Gargarella escribe un artículo interesante, pero deja sin responder nuestro principal argumento. El ejercicio de la reforma se vincula también a las nuevas generaciones que aprendieron lo que era el Derecho aprendiendo lo que era la ESMA. No antes. Antes no sabíamos qué era el derecho. Porque no sabíamos lo que era la ESMA. Porque las puertas de la ESMA estaban cerradas. Muchos las querían conservar así. La reforma del derecho supone una nueva palabra, que durante mucho tiempo no quiso ser oída. Hay un cambio de paradigma en el derecho penal y civil, y ese cambio debe llegar a la punta de la pirámide. Cuando Aramburu reimplantó la constitución que tenemos era conservador. No se puede decir que la CN que reemplazó a la constitución de los derechos sociales es progresista. Esta constitución fue usada para negar el progresismo. Eso no implica negar el talento de Alberdi. Implica pensar y tomar su legado. Lo que Gargarella debería explicar es por qué no podemos ejercer ese derecho.
Para ejercer un derecho no necesito una razón. Necesito un derecho. No se necesita una buena razón ante profesores para ejercer un derecho que la constitución reconoce. Se necesita cumplir los requisitos que la constitución establece, que no es lo mismo. La reforma de la constitución es un derecho. Por eso Gargarella comete un error. Confunde razón y derecho. Confunde tener una razón con tener un derecho.
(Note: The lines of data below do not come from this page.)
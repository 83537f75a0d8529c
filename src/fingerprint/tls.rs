//! TLS Client Hello shape (JA3 inputs).
//!
//! A [`TlsFingerprint`] lists everything the handshake layer configures on
//! the BoringSSL context: cipher suite order, groups, signature algorithms,
//! GREASE, extension permutation, certificate compression and ALPN.

/// Certificate compression advertised in `compress_certificate` (ext 27).
#[derive(Debug, Clone, Copy, PartialEq, Eq, Default)]
pub enum CertCompression {
    /// Extension not sent.
    #[default]
    None,
    /// Brotli (Chromium).
    Brotli,
    /// Zlib (Safari).
    Zlib,
}

/// Chrome 102 cipher suites in exact order.
pub const CHROME_CIPHER_SUITES: &[&str] = &[
    "TLS_AES_128_GCM_SHA256",
    "TLS_AES_256_GCM_SHA384",
    "TLS_CHACHA20_POLY1305_SHA256",
    "TLS_ECDHE_ECDSA_WITH_AES_128_GCM_SHA256",
    "TLS_ECDHE_RSA_WITH_AES_128_GCM_SHA256",
    "TLS_ECDHE_ECDSA_WITH_AES_256_GCM_SHA384",
    "TLS_ECDHE_RSA_WITH_AES_256_GCM_SHA384",
    "TLS_ECDHE_ECDSA_WITH_CHACHA20_POLY1305_SHA256",
    "TLS_ECDHE_RSA_WITH_CHACHA20_POLY1305_SHA256",
    "TLS_ECDHE_RSA_WITH_AES_128_CBC_SHA",
    "TLS_ECDHE_RSA_WITH_AES_256_CBC_SHA",
    "TLS_RSA_WITH_AES_128_GCM_SHA256",
    "TLS_RSA_WITH_AES_256_GCM_SHA384",
    "TLS_RSA_WITH_AES_128_CBC_SHA",
    "TLS_RSA_WITH_AES_256_CBC_SHA",
];

/// Chrome signature algorithms.
pub const CHROME_SIGNATURE_ALGORITHMS: &[&str] = &[
    "ecdsa_secp256r1_sha256",
    "rsa_pss_rsae_sha256",
    "rsa_pkcs1_sha256",
    "ecdsa_secp384r1_sha384",
    "rsa_pss_rsae_sha384",
    "rsa_pkcs1_sha384",
    "rsa_pss_rsae_sha512",
    "rsa_pkcs1_sha512",
];

/// Chrome supported groups.
pub const CHROME_CURVES: &[&str] = &["X25519", "P-256", "P-384"];

/// Firefox 120 cipher suites in exact order.
pub const FIREFOX_CIPHER_SUITES: &[&str] = &[
    "TLS_AES_128_GCM_SHA256",
    "TLS_CHACHA20_POLY1305_SHA256",
    "TLS_AES_256_GCM_SHA384",
    "TLS_ECDHE_ECDSA_WITH_AES_128_GCM_SHA256",
    "TLS_ECDHE_RSA_WITH_AES_128_GCM_SHA256",
    "TLS_ECDHE_ECDSA_WITH_CHACHA20_POLY1305_SHA256",
    "TLS_ECDHE_RSA_WITH_CHACHA20_POLY1305_SHA256",
    "TLS_ECDHE_ECDSA_WITH_AES_256_GCM_SHA384",
    "TLS_ECDHE_RSA_WITH_AES_256_GCM_SHA384",
    "TLS_ECDHE_ECDSA_WITH_AES_256_CBC_SHA",
    "TLS_ECDHE_ECDSA_WITH_AES_128_CBC_SHA",
    "TLS_ECDHE_RSA_WITH_AES_128_CBC_SHA",
    "TLS_ECDHE_RSA_WITH_AES_256_CBC_SHA",
    "TLS_RSA_WITH_AES_128_GCM_SHA256",
    "TLS_RSA_WITH_AES_256_GCM_SHA384",
    "TLS_RSA_WITH_AES_128_CBC_SHA",
    "TLS_RSA_WITH_AES_256_CBC_SHA",
];

/// Firefox signature algorithms.
pub const FIREFOX_SIGNATURE_ALGORITHMS: &[&str] = &[
    "ecdsa_secp256r1_sha256",
    "ecdsa_secp384r1_sha384",
    "ecdsa_secp521r1_sha512",
    "rsa_pss_rsae_sha256",
    "rsa_pss_rsae_sha384",
    "rsa_pss_rsae_sha512",
    "rsa_pkcs1_sha256",
    "rsa_pkcs1_sha384",
    "rsa_pkcs1_sha512",
    "ecdsa_sha1",
    "rsa_pkcs1_sha1",
];

/// Firefox supported groups.
pub const FIREFOX_CURVES: &[&str] = &["X25519", "P-256", "P-384", "P-521"];

/// Safari 17 cipher suites in exact order.
pub const SAFARI_CIPHER_SUITES: &[&str] = &[
    "TLS_AES_128_GCM_SHA256",
    "TLS_AES_256_GCM_SHA384",
    "TLS_CHACHA20_POLY1305_SHA256",
    "TLS_ECDHE_ECDSA_WITH_AES_256_GCM_SHA384",
    "TLS_ECDHE_ECDSA_WITH_AES_128_GCM_SHA256",
    "TLS_ECDHE_ECDSA_WITH_CHACHA20_POLY1305_SHA256",
    "TLS_ECDHE_RSA_WITH_AES_256_GCM_SHA384",
    "TLS_ECDHE_RSA_WITH_AES_128_GCM_SHA256",
    "TLS_ECDHE_RSA_WITH_CHACHA20_POLY1305_SHA256",
    "TLS_ECDHE_ECDSA_WITH_AES_256_CBC_SHA",
    "TLS_ECDHE_ECDSA_WITH_AES_128_CBC_SHA",
    "TLS_ECDHE_RSA_WITH_AES_256_CBC_SHA",
    "TLS_ECDHE_RSA_WITH_AES_128_CBC_SHA",
    "TLS_RSA_WITH_AES_256_GCM_SHA384",
    "TLS_RSA_WITH_AES_128_GCM_SHA256",
    "TLS_RSA_WITH_AES_256_CBC_SHA",
    "TLS_RSA_WITH_AES_128_CBC_SHA",
];

/// Safari signature algorithms.
pub const SAFARI_SIGNATURE_ALGORITHMS: &[&str] = &[
    "ecdsa_secp256r1_sha256",
    "rsa_pss_rsae_sha256",
    "rsa_pkcs1_sha256",
    "ecdsa_secp384r1_sha384",
    "ecdsa_sha1",
    "rsa_pss_rsae_sha384",
    "rsa_pkcs1_sha384",
    "rsa_pss_rsae_sha512",
    "rsa_pkcs1_sha512",
    "rsa_pkcs1_sha1",
];

/// Safari supported groups.
pub const SAFARI_CURVES: &[&str] = &["X25519", "P-256", "P-384", "P-521"];

/// ALPN offered by every browser profile.
pub const BROWSER_ALPN: &[&str] = &["h2", "http/1.1"];

/// TLS fingerprint configuration.
///
/// Empty lists leave the BoringSSL default in place.
#[derive(Debug, Clone, PartialEq, Eq)]
pub struct TlsFingerprint {
    /// Cipher suites in order. TLS 1.3 suites are fixed by BoringSSL.
    pub cipher_list: Vec<&'static str>,
    /// Signature algorithms.
    pub sigalgs: Vec<&'static str>,
    /// Supported curves/groups.
    pub curves: Vec<&'static str>,
    /// Enable GREASE values.
    pub grease: bool,
    /// Randomize extension order per handshake (Chrome 110+).
    pub permute_extensions: bool,
    /// Certificate compression algorithm to advertise.
    pub cert_compression: CertCompression,
    /// Send `status_request`.
    pub ocsp_stapling: bool,
    /// Send `signed_certificate_timestamp`.
    pub signed_cert_timestamps: bool,
    /// ALPN protocols in preference order.
    pub alpn: Vec<&'static str>,
}

impl Default for TlsFingerprint {
    fn default() -> Self {
        Self {
            cipher_list: vec![],
            sigalgs: vec![],
            curves: vec![],
            grease: false,
            permute_extensions: false,
            cert_compression: CertCompression::None,
            ocsp_stapling: false,
            signed_cert_timestamps: false,
            alpn: BROWSER_ALPN.to_vec(),
        }
    }
}

impl TlsFingerprint {
    /// Chrome 102, before extension permutation shipped.
    pub fn chrome_102() -> Self {
        Self {
            cipher_list: CHROME_CIPHER_SUITES.to_vec(),
            sigalgs: CHROME_SIGNATURE_ALGORITHMS.to_vec(),
            curves: CHROME_CURVES.to_vec(),
            grease: true,
            permute_extensions: false,
            cert_compression: CertCompression::Brotli,
            ocsp_stapling: true,
            signed_cert_timestamps: true,
            alpn: BROWSER_ALPN.to_vec(),
        }
    }

    /// Chrome 131: same suites as 102 with randomized extension order.
    pub fn chrome_131() -> Self {
        Self {
            permute_extensions: true,
            ..Self::chrome_102()
        }
    }

    /// Firefox 120.
    pub fn firefox_120() -> Self {
        Self {
            cipher_list: FIREFOX_CIPHER_SUITES.to_vec(),
            sigalgs: FIREFOX_SIGNATURE_ALGORITHMS.to_vec(),
            curves: FIREFOX_CURVES.to_vec(),
            grease: false,
            permute_extensions: false,
            cert_compression: CertCompression::None,
            ocsp_stapling: true,
            signed_cert_timestamps: false,
            alpn: BROWSER_ALPN.to_vec(),
        }
    }

    /// Safari 17 on macOS.
    pub fn safari_17() -> Self {
        Self {
            cipher_list: SAFARI_CIPHER_SUITES.to_vec(),
            sigalgs: SAFARI_SIGNATURE_ALGORITHMS.to_vec(),
            curves: SAFARI_CURVES.to_vec(),
            grease: true,
            permute_extensions: false,
            cert_compression: CertCompression::Zlib,
            ocsp_stapling: true,
            signed_cert_timestamps: true,
            alpn: BROWSER_ALPN.to_vec(),
        }
    }

    /// ALPN list in wire format (length-prefixed protocol names).
    pub fn alpn_wire(&self) -> Vec<u8> {
        let mut wire = Vec::new();
        for proto in &self.alpn {
            // Names longer than 255 bytes cannot be encoded.
            if let Ok(len) = u8::try_from(proto.len()) {
                wire.push(len);
                wire.extend_from_slice(proto.as_bytes());
            }
        }
        wire
    }
}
Por momentos parece que para el colega Gargarella cualquiera que no piense como él comete un error, o está equivocado. Lo interesante de los debates es que puede haber varias razones. No una. No se trata de ver quién tiene razón y quién “se equivoca”. Gargarella no responde mucho de lo que dije. Deliberadamente decide volver sobre la tangente (omite la cuestión generacional) de decir que lo de los otros, lo que exponen los otros, no son argumentos. Que el otro está en un error, que la suyas no son razones, son malas razones. Todas estas calificaciones son verticales. No hacen a un debate. Porque el debate necesita de la igualdad. Del mismo derecho de todos a ser escuchados.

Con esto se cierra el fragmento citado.